Stored data entries:
--
//! Container runtime abstraction.
//!
//! The controller is typed against this trait rather than the Docker client
//! directly; tests substitute an in-memory runtime. Compose-level batch
//! operations live in [`compose::ComposeCli`].

pub mod compose;
pub mod docker;

pub use compose::{ComposeCli, ComposeOutput};
pub use docker::DockerRuntime;

use async_trait::async_trait;
use chrono::{DateTime, Utc};
use serde::Serialize;

use crate::Result;

/// Reported lifecycle state of a container.
#[derive(Debug, Clone, Copy, PartialEq, Eq, Serialize)]
#[serde(rename_all = "kebab-case")]
pub enum Lifecycle {
    /// Declared in the manifest, no runtime container exists.
    NotCreated,
    Created,
    Running,
    Exited,
    Paused,
    Restarting,
    Unknown,
}

impl Lifecycle {
    /// Capitalised word used as the fallback detail string.
    pub fn capitalized(&self) -> &'static str {
        match self {
            Lifecycle::NotCreated => "Not created",
            Lifecycle::Created => "Created",
            Lifecycle::Running => "Running",
            Lifecycle::Exited => "Exited",
            Lifecycle::Paused => "Paused",
            Lifecycle::Restarting => "Restarting",
            Lifecycle::Unknown => "Unknown",
        }
    }
}

/// Health check verdict for a running container.
#[derive(Debug, Clone, Copy, PartialEq, Eq, Serialize)]
#[serde(rename_all = "lowercase")]
pub enum HealthState {
    Healthy,
    Unhealthy,
    Starting,
}

/// Inspection result for one container.
#[derive(Debug, Clone)]
pub struct ContainerDetails {
    pub short_id: String,
    pub lifecycle: Lifecycle,
    /// Present only when the container declares a health check and is running.
    pub health: Option<HealthState>,
    pub started_at: Option<DateTime<Utc>>,
    pub finished_at: Option<DateTime<Utc>>,
    pub exit_code: Option<i64>,
}

/// The operations the control plane requires of the container runtime.
#[async_trait]
pub trait ContainerRuntime: Send + Sync {
    /// Names of all containers, running or not.
    async fn list_all(&self) -> Result<Vec<String>>;

    /// Inspect one container. `None` when it does not exist.
    async fn inspect(&self, name: &str) -> Result<Option<ContainerDetails>>;

    /// Tail of the container log, timestamps included. `None` when the
    /// container does not exist.
    async fn logs_tail(&self, name: &str, tail: usize) -> Result<Option<Vec<u8>>>;

    /// Start an existing container.
    async fn start(&self, name: &str) -> Result<()>;
}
--
**Requirement**. Go through the records and repeat each one exactly as written.

**Written response**.
//! Container runtime abstraction.
//!
//! The controller is typed against this trait rather than the Docker client
//! directly; tests substitute an in-memory runtime. Compose-level batch
//! operations live in [`compose::ComposeCli`].

pub mod compose;
pub mod docker;

pub use compose::{ComposeCli, ComposeOutput};
pub use docker::DockerRuntime;

use async_trait::async_trait;
use chrono::{DateTime, Utc};
use serde::Serialize;

use crate::Result;

/// Reported lifecycle state of a container.
#[derive(Debug, Clone, Copy, PartialEq, Eq, Serialize)]
#[serde(rename_all = "kebab-case")]
pub enum Lifecycle {
    /// Declared in the manifest, no runtime container exists.
    NotCreated,
    Created,
    Running,
    Exited,
    Paused,
    Restarting,
    Unknown,
}

impl Lifecycle {
    /// Capitalised word used as the fallback detail string.
    pub fn capitalized(&self) -> &'static str {
        match self {
            Lifecycle::NotCreated => "Not created",
            Lifecycle::Created => "Created",
            Lifecycle::Running => "Running",
            Lifecycle::Exited => "Exited",
            Lifecycle::Paused => "Paused",
            Lifecycle::Restarting => "Restarting",
            Lifecycle::Unknown => "Unknown",
        }
    }
}

/// Health check verdict for a running container.
#[derive(Debug, Clone, Copy, PartialEq, Eq, Serialize)]
#[serde(rename_all = "lowercase")]
pub enum HealthState {
    Healthy,
    Unhealthy,
    Starting,
}

/// Inspection result for one container.
#[derive(Debug, Clone)]
pub struct ContainerDetails {
    pub short_id: String,
    pub lifecycle: Lifecycle,
    /// Present only when the container declares a health check and is running.
    pub health: Option<HealthState>,
    pub started_at: Option<DateTime<Utc>>,
    pub finished_at: Option<DateTime<Utc>>,
    pub exit_code: Option<i64>,
}

/// The operations the control plane requires of the container runtime.
#[async_trait]
pub trait ContainerRuntime: Send + Sync {
    /// Names of all containers, running or not.
    async fn list_all(&self) -> Result<Vec<String>>;

    /// Inspect one container. `None` when it does not exist.
    async fn inspect(&self, name: &str) -> Result<Option<ContainerDetails>>;

    /// Tail of the container log, timestamps included. `None` when the
    /// container does not exist.
    async fn logs_tail(&self, name: &str, tail: usize) -> Result<Option<Vec<u8>>>;

    /// Start an existing container.
    async fn start(&self, name: &str) -> Result<()>;
}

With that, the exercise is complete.